Through the widening gap came a procession of wagons, their wheels wrapped in cloth to muffle their passage. They weren't merchant carts—these were larger, more elaborate affairs, crafted from dark wood and adorned with intricate carvings that seemed to shift in the torchlight. Crystal lanterns swayed from their peaks, casting pools of silvery light that didn't quite touch the ground.

The lead wagon bore a symbol I didn't recognize: a tree with roots that spiraled into a perfect circle, branches reaching upward through a crown of stars. The whole thing was done in what looked like moonsilver, catching and throwing back the light in impossible ways.

"Do you recognize that symbol?" I asked quietly.

Kazrek didn’t answer right away. His golden eyes stayed fixed on the wagons, his expression unreadable.

"No," he said. "But…" He trailed off, his jaw tightening slightly, as if something about the sight unsettled him.

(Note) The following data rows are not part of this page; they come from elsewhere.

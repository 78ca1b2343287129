// Command handlers module
pub mod show;
pub mod version;

// Re-exports for cleaner imports
pub use show::execute as show;
pub use version::execute as version;
use anyhow::Result;

pub fn execute() -> Result<()> {
    println!("wifipass version {}", env!("CARGO_PKG_VERSION"));
    Ok(())
}
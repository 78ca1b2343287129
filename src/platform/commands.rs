// Command templates for each supported platform

use super::detect::PlatformKind;

/// One external invocation: program name followed by its arguments.
///
/// Arguments are handed to the OS as-is, never joined into a shell string.
#[derive(Debug, Clone, PartialEq, Eq)]
pub struct CommandSpec {
    tokens: Vec<String>,
}

impl CommandSpec {
    pub fn new<I, S>(program: &str, args: I) -> Self
    where
        I: IntoIterator<Item = S>,
        S: Into<String>,
    {
        let mut tokens = vec![program.to_string()];
        tokens.extend(args.into_iter().map(Into::into));
        Self { tokens }
    }

    pub fn program(&self) -> &str {
        &self.tokens[0]
    }

    pub fn args(&self) -> &[String] {
        &self.tokens[1..]
    }

    pub fn tokens(&self) -> &[String] {
        &self.tokens
    }
}

/// Command that reports the currently connected network.
///
/// `None` for unsupported platforms.
pub fn current_network(platform: PlatformKind, macos_interface: &str) -> Option<CommandSpec> {
    match platform {
        PlatformKind::Windows => Some(CommandSpec::new(
            "netsh",
            ["wlan", "show", "interfaces"],
        )),
        PlatformKind::MacOS => Some(CommandSpec::new(
            "networksetup",
            ["-getairportnetwork", macos_interface],
        )),
        PlatformKind::Unsupported => None,
    }
}

/// Command that prints the stored secret for `network_name`.
///
/// `None` for unsupported platforms or an empty name.
pub fn password_lookup(platform: PlatformKind, network_name: &str) -> Option<CommandSpec> {
    if network_name.is_empty() {
        return None;
    }

    match platform {
        PlatformKind::Windows => Some(CommandSpec::new(
            "netsh",
            ["wlan", "show", "profile", network_name, "key=clear"],
        )),
        PlatformKind::MacOS => Some(CommandSpec::new(
            "security",
            ["find-generic-password", "-wa", network_name],
        )),
        PlatformKind::Unsupported => None,
    }
}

More wagons filed through the gates, each unique but bearing that same circular mark. Some had gardens growing from their roofs, trailing vines thick with night-blooming flowers. Others were wrapped in layers of gauzy fabric that rippled like water in the breeze. The people driving them were just as varied—elves with silver-marked skin, humans wearing robes that seemed woven from starlight, even what looked like a young giant, carefully leading a wagon twice the size of the others.

Maeve stirred against Kazrek's chest, lifting her head to watch. "Pretty," she whispered, reaching toward one of the crystal lanterns as it passed.

The light seemed to reach back, stretching toward her like curious fingers before snapping back into its glass confines. A figure in the nearest wagon turned sharply, their silver-marked face catching the moonlight as they stared directly at us. At Maeve.

I stepped closer to Kazrek, my hand tightening around his. Without a word, he shifted Maeve higher against his chest, tucking her face into his shoulder to block her view. The movement was protective, instinctive—and something in my chest ached at how naturally he shielded her.

The silver-marked figure continued to watch us as their wagon passed, their eyes reflecting the crystal light like mirrors. There was something knowing in their gaze that made my skin prickle with unease.

"We should go," Kazrek murmured, his voice low and tight.

I nodded, but before we could turn away, the last wagon rolled through the gates. Its frame was carved with spiraling designs that looked like the tattoos etched into Kazrek's skin. Unlike the ethereal beauty of the other wagons, this one carried a different kind of power. Built from dark ironwood and reinforced with steel bands, it seemed made for war rather than wonder. Bone charms hung from its eaves, clicking together like whispered secrets.

Kazrek went completely still beside me. His grip on Maeve tightened fractionally, but there was something else in his posture now—recognition, maybe.

A massive beast emerged from the shadows beside the wagon, its rider barely visible in the darkness. As they stepped into the lamplight, I realized it wasn't a horse at all, but some kind of mountain ram with curved horns and a coat like starlight on snow.

"Well, shit," a rough voice called out, warm with familiarity. "Didn't expect to see your ugly face ever again, Bloodfang."

Kazrek let out a quiet breath—almost a laugh, but not quite. “You’re a long way from the front lines, Wolfsbane.”

The other orc’s gaze flicked over him, then to me, lingering just long enough to make my spine stiffen. Then his eyes dropped to Maeve, still tucked securely against Kazrek’s chest. Finally, his attention landed on our hands, still loosely clasped between us.

His grin widened, sharp and knowing. “So are you, old friend.”